Dossier législatif
Fin de vie
Vous vous interrogez sur ce que cette motion de censure signifiait pour le fonctionnement du gouvernement français et pourquoi elle a échoué.
Le contexte : une motion de censure est un mécanisme constitutionnel qui permet aux députés de destituer le gouvernement — c'est-à-dire de le renverser et de le forcer à démissionner — s'ils parviennent à réunir une majorité suffisante de votes à l'Assemblée nationale. C'est un outil de contrôle parlementaire du pouvoir exécutif : il permet au Parlement de sanctionner un gouvernement qu'il considère ne plus avoir sa confiance. Dans le contexte du dossier législatif sur la fin de vie, Mathilde Panot et 57 autres députés ont décidé de déposer cette motion pour contester la politique gouvernementale sur ce sujet.

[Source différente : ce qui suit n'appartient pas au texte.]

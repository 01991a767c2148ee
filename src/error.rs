use axum::{
    Json,
    http::StatusCode,
    response::{IntoResponse, Response},
};
use serde::Serialize;

use crate::store::StoreError;

/// Structured error response returned by all endpoints on failure.
#[derive(Serialize, utoipa::ToSchema)]
pub struct ErrorBody {
    /// Human-readable error description.
    #[schema(example = "All fields are required")]
    pub error: String,
}

/// Application-level error type.
#[derive(Debug)]
pub enum AppError {
    /// A required request field is missing or empty.
    Validation(String),
    /// The supplied index is absent, non-numeric, negative, or (for edit)
    /// past the end of the collection.
    InvalidIndex,
    /// The index points past the end of the collection.
    NotFound,
    /// Reading the submissions file failed.
    StorageRead(String),
    /// Writing the submissions file failed. The previously persisted array
    /// is still intact on disk.
    StorageWrite(String),
    /// The submissions file does not hold a valid JSON array.
    CorruptStore(String),
}

impl AppError {
    fn status_and_body(self) -> (StatusCode, ErrorBody) {
        match self {
            AppError::Validation(message) => {
                (StatusCode::BAD_REQUEST, ErrorBody { error: message })
            }
            AppError::InvalidIndex => (
                StatusCode::BAD_REQUEST,
                ErrorBody {
                    error: "Invalid index".into(),
                },
            ),
            AppError::NotFound => (
                StatusCode::NOT_FOUND,
                ErrorBody {
                    error: "Submission not found".into(),
                },
            ),
            AppError::StorageRead(detail) => {
                tracing::error!("Failed to read submissions: {detail}");
                (
                    StatusCode::INTERNAL_SERVER_ERROR,
                    ErrorBody {
                        error: "Unable to read submissions".into(),
                    },
                )
            }
            AppError::StorageWrite(detail) => {
                tracing::error!("Failed to write submissions: {detail}");
                (
                    StatusCode::INTERNAL_SERVER_ERROR,
                    ErrorBody {
                        error: "Unable to save submissions".into(),
                    },
                )
            }
            AppError::CorruptStore(detail) => {
                tracing::error!("Submissions file is corrupt: {detail}");
                (
                    StatusCode::INTERNAL_SERVER_ERROR,
                    ErrorBody {
                        error: "Error parsing submissions JSON".into(),
                    },
                )
            }
        }
    }
}

impl IntoResponse for AppError {
    fn into_response(self) -> Response {
        let (status, body) = self.status_and_body();
        (status, Json(body)).into_response()
    }
}

impl From<StoreError> for AppError {
    fn from(err: StoreError) -> Self {
        match err {
            StoreError::Read(e) => AppError::StorageRead(e.to_string()),
            StoreError::Write(e) => AppError::StorageWrite(e.to_string()),
            StoreError::Corrupt(e) => AppError::CorruptStore(e.to_string()),
            StoreError::OutOfRange { .. } => AppError::NotFound,
        }
    }
}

La mesure proposée : renverser le gouvernement en votant une motion de censure le 25 février 2026. Pour que cette tentative réussisse, il aurait fallu qu'une majorité absolue des députés (au minimum 289 députés sur 577) votent en faveur de la motion. Cela aurait signifié que le gouvernement devait quitter le pouvoir immédiatement.
Le résultat du vote : cette motion de censure a été rejetée. Aucun groupe parlementaire n'a soutenu cette tentative de renversement du gouvernement. Le scrutin révèle une absence quasi-totale : seulement 108 députés ont voté pour, et zéro contre. Cette répartition (108 pour, 0 contre, 0 abstention enregistrée) signifie que les 108 votes « pour » représentent uniquement les 58 députés qui ont déposé la motion plus quelques soutiens mineurs, tandis que les autres députés se sont soit absentés, soit n'ont pas participé au vote. Cette abstention massive indique que la motion n'avait aucune chance de succès : le gouvernement conserve donc sa majorité et reste en place.
Les arguments des partisans de cette motion : les 58 députés à l'origine de cette tentative considéraient que le gouvernement ne menait pas la bonne politique concernant les questions de fin de vie — un sujet qui les divise profondément de l'exécutif. Une motion de censure est le seul moyen constitutionnel dont dispose l'opposition parlementaire de contester frontalement la confiance au gouvernement. Les partisans de cette démarche arguent que c'est leur droit de député et leur responsabilité de confronter publiquement le gouvernement sur ses choix législatifs majeurs, particulièrement sur des sujets éthiques et sociétaux sensibles comme la fin de vie.
Les arguments des opposants et des non-participants : la majorité des députés et des groupes parlementaires ont refusé de soutenir cette motion, soit par absence au vote, soit par absence de participation. Cela indique qu'ils considéraient que le gouvernement maintenait sa confiance sur la législation relative à la fin de vie, ou que le moment n'était pas approprié pour une crise politique majeure. Les groupes parlementaires qui n'ont pas participé au scrutin signalent ainsi qu'ils estimaient cette tentative dénuée de fondement ou opportuniste.
Qui est concerné : tous les citoyens français sont indirectement concernés, dans la mesure où cette motion aurait déterminé qui gouverne le pays. Plus directement, les débats de la motion de censure ont porté sur les politiques relatives à la fin de vie, qui affectent les droits et les choix des personnes en fin de vie, ainsi que de leurs proches et des équipes médicales. Vous pouvez consulter le dossier législatif complet sur la fin de vie pour comprendre les enjeux précis de cet affrontement politique.
Aucun groupe
Une motion de censure n'est adoptée que si elle recueille la majorité absolue des députés (289/577). Seuls les députés favorables à la censure votent.